-------- Information

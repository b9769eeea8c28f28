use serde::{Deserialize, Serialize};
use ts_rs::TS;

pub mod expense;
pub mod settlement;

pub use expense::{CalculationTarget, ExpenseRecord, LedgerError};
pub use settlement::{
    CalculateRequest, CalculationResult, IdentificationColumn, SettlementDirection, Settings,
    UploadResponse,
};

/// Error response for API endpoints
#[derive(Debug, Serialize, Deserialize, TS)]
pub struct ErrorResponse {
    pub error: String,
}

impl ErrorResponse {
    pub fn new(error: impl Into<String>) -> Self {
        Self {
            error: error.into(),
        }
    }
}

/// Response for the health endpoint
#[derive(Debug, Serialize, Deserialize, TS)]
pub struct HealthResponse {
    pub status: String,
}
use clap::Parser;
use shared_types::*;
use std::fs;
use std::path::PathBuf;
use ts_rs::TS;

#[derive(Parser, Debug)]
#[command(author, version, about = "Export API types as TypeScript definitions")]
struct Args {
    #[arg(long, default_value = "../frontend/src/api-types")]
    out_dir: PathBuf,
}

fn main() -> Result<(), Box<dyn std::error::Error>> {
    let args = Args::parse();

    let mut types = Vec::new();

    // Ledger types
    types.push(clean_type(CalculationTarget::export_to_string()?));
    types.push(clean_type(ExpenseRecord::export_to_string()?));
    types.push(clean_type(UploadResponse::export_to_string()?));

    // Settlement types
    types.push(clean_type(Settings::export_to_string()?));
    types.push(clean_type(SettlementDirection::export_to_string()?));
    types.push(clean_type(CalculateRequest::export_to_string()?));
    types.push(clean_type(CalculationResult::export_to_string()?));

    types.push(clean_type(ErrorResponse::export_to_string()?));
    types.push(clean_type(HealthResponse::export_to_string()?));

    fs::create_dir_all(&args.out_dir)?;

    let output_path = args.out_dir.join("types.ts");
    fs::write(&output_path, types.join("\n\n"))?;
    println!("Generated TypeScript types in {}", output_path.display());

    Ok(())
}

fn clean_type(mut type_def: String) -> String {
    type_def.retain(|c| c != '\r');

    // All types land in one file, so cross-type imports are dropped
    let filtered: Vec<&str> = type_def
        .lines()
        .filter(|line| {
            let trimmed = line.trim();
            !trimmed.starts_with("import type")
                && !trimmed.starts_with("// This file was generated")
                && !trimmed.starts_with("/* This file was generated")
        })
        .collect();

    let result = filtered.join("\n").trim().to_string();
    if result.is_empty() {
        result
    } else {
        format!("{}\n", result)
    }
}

----------------

**Exercise**
Output the listing above in full, exactly as written.

**Response to the exercise**
repository b9769eeea8c28f28
use serde::{Deserialize, Serialize};
use ts_rs::TS;

pub mod expense;
pub mod settlement;

pub use expense::{CalculationTarget, ExpenseRecord, LedgerError};
pub use settlement::{
    CalculateRequest, CalculationResult, IdentificationColumn, SettlementDirection, Settings,
    UploadResponse,
};

/// Error response for API endpoints
#[derive(Debug, Serialize, Deserialize, TS)]
pub struct ErrorResponse {
    pub error: String,
}

impl ErrorResponse {
    pub fn new(error: impl Into<String>) -> Self {
        Self {
            error: error.into(),
        }
    }
}

/// Response for the health endpoint
#[derive(Debug, Serialize, Deserialize, TS)]
pub struct HealthResponse {
    pub status: String,
}
use clap::Parser;
use shared_types::*;
use std::fs;
use std::path::PathBuf;
use ts_rs::TS;

#[derive(Parser, Debug)]
#[command(author, version, about = "Export API types as TypeScript definitions")]
struct Args {
    #[arg(long, default_value = "../frontend/src/api-types")]
    out_dir: PathBuf,
}

fn main() -> Result<(), Box<dyn std::error::Error>> {
    let args = Args::parse();

    let mut types = Vec::new();

    // Ledger types
    types.push(clean_type(CalculationTarget::export_to_string()?));
    types.push(clean_type(ExpenseRecord::export_to_string()?));
    types.push(clean_type(UploadResponse::export_to_string()?));

    // Settlement types
    types.push(clean_type(Settings::export_to_string()?));
    types.push(clean_type(SettlementDirection::export_to_string()?));
    types.push(clean_type(CalculateRequest::export_to_string()?));
    types.push(clean_type(CalculationResult::export_to_string()?));

    types.push(clean_type(ErrorResponse::export_to_string()?));
    types.push(clean_type(HealthResponse::export_to_string()?));

    fs::create_dir_all(&args.out_dir)?;

    let output_path = args.out_dir.join("types.ts");
    fs::write(&output_path, types.join("\n\n"))?;
    println!("Generated TypeScript types in {}", output_path.display());

    Ok(())
}

fn clean_type(mut type_def: String) -> String {
    type_def.retain(|c| c != '\r');

    // All types land in one file, so cross-type imports are dropped
    let filtered: Vec<&str> = type_def
        .lines()
        .filter(|line| {
            let trimmed = line.trim();
            !trimmed.starts_with("import type")
                && !trimmed.starts_with("// This file was generated")
                && !trimmed.starts_with("/* This file was generated")
        })
        .collect();

    let result = filtered.join("\n").trim().to_string();
    if result.is_empty() {
        result
    } else {
        format!("{}\n", result)
    }
}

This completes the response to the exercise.